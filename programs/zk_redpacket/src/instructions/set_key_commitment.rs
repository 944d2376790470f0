use anchor_lang::prelude::*;
use crate::constants::*;
use crate::error::*;
use crate::event::*;
use crate::state::*;
use crate::utils::{domain_hash, validate_domain_name};

/**
 * Account context for registering or rotating a domain's key commitment
 *
 * Access Control: Registry authority only
 */
#[event_cpi]
#[derive(Accounts)]
#[instruction(domain: String)]
pub struct SetKeyCommitment<'info> {
    #[account(
        mut,
        has_one = authority @ RedPacketError::OnlyRegistryAuthority
    )]
    pub registry: Account<'info, KeyRegistry>,

    /// Key record of the domain
    /// - Derived from: ["domain_key", registry, keccak(domain)]
    #[account(
        init_if_needed,
        payer = authority,
        space = DomainKey::LEN,
        seeds = [DOMAIN_KEY_SEED.as_bytes(), registry.key().as_ref(), domain_hash(&domain).as_ref()],
        bump
    )]
    pub domain_key: Account<'info, DomainKey>,

    #[account(mut)]
    pub authority: Signer<'info>,

    pub system_program: Program<'info, System>,
}

/**
 * Sets the key commitment of `domain`
 *
 * @param domain - Lower case domain name, e.g. "tencent.com"
 * @param commitment - Commitment of the domain's DKIM public key, non-zero
 */
pub fn handle_set_key_commitment(
    ctx: Context<SetKeyCommitment>,
    domain: String,
    commitment: [u8; 32],
) -> Result<()> {
    validate_domain_name(&domain)?;
    require!(commitment != [0u8; 32], RedPacketError::InvalidCommitment);

    let registry = &mut ctx.accounts.registry;
    let domain_key = &mut ctx.accounts.domain_key;

    // A fresh record still carries the default registry key
    if domain_key.registry == Pubkey::default() {
        registry.domain_count = registry
            .domain_count
            .checked_add(1)
            .ok_or(RedPacketError::ArithmeticOverflow)?;
        domain_key.bump = ctx.bumps.domain_key;
        domain_key.registry = registry.key();
        domain_key.domain = domain.clone();
    }

    let previous_commitment = domain_key.commitment;
    domain_key.commitment = commitment;
    domain_key.updated_at = Clock::get()?.unix_timestamp;

    emit_cpi!(KeyCommitmentSet {
        registry: registry.key(),
        domain,
        previous_commitment,
        commitment,
    });

    Ok(())
}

+===+

EXERCISE:
From the first line to the last, output the records word for word.

WORKED SOLUTION:
filename programs/zk_redpacket/src/instructions/set_key_commitment.rs
repository 944d2376790470f0
use anchor_lang::prelude::*;
use crate::constants::*;
use crate::error::*;
use crate::event::*;
use crate::state::*;
use crate::utils::{domain_hash, validate_domain_name};

/**
 * Account context for registering or rotating a domain's key commitment
 *
 * Access Control: Registry authority only
 */
#[event_cpi]
#[derive(Accounts)]
#[instruction(domain: String)]
pub struct SetKeyCommitment<'info> {
    #[account(
        mut,
        has_one = authority @ RedPacketError::OnlyRegistryAuthority
    )]
    pub registry: Account<'info, KeyRegistry>,

    /// Key record of the domain
    /// - Derived from: ["domain_key", registry, keccak(domain)]
    #[account(
        init_if_needed,
        payer = authority,
        space = DomainKey::LEN,
        seeds = [DOMAIN_KEY_SEED.as_bytes(), registry.key().as_ref(), domain_hash(&domain).as_ref()],
        bump
    )]
    pub domain_key: Account<'info, DomainKey>,

    #[account(mut)]
    pub authority: Signer<'info>,

    pub system_program: Program<'info, System>,
}

/**
 * Sets the key commitment of `domain`
 *
 * @param domain - Lower case domain name, e.g. "tencent.com"
 * @param commitment - Commitment of the domain's DKIM public key, non-zero
 */
pub fn handle_set_key_commitment(
    ctx: Context<SetKeyCommitment>,
    domain: String,
    commitment: [u8; 32],
) -> Result<()> {
    validate_domain_name(&domain)?;
    require!(commitment != [0u8; 32], RedPacketError::InvalidCommitment);

    let registry = &mut ctx.accounts.registry;
    let domain_key = &mut ctx.accounts.domain_key;

    // A fresh record still carries the default registry key
    if domain_key.registry == Pubkey::default() {
        registry.domain_count = registry
            .domain_count
            .checked_add(1)
            .ok_or(RedPacketError::ArithmeticOverflow)?;
        domain_key.bump = ctx.bumps.domain_key;
        domain_key.registry = registry.key();
        domain_key.domain = domain.clone();
    }

    let previous_commitment = domain_key.commitment;
    domain_key.commitment = commitment;
    domain_key.updated_at = Clock::get()?.unix_timestamp;

    emit_cpi!(KeyCommitmentSet {
        registry: registry.key(),
        domain,
        previous_commitment,
        commitment,
    });

    Ok(())
}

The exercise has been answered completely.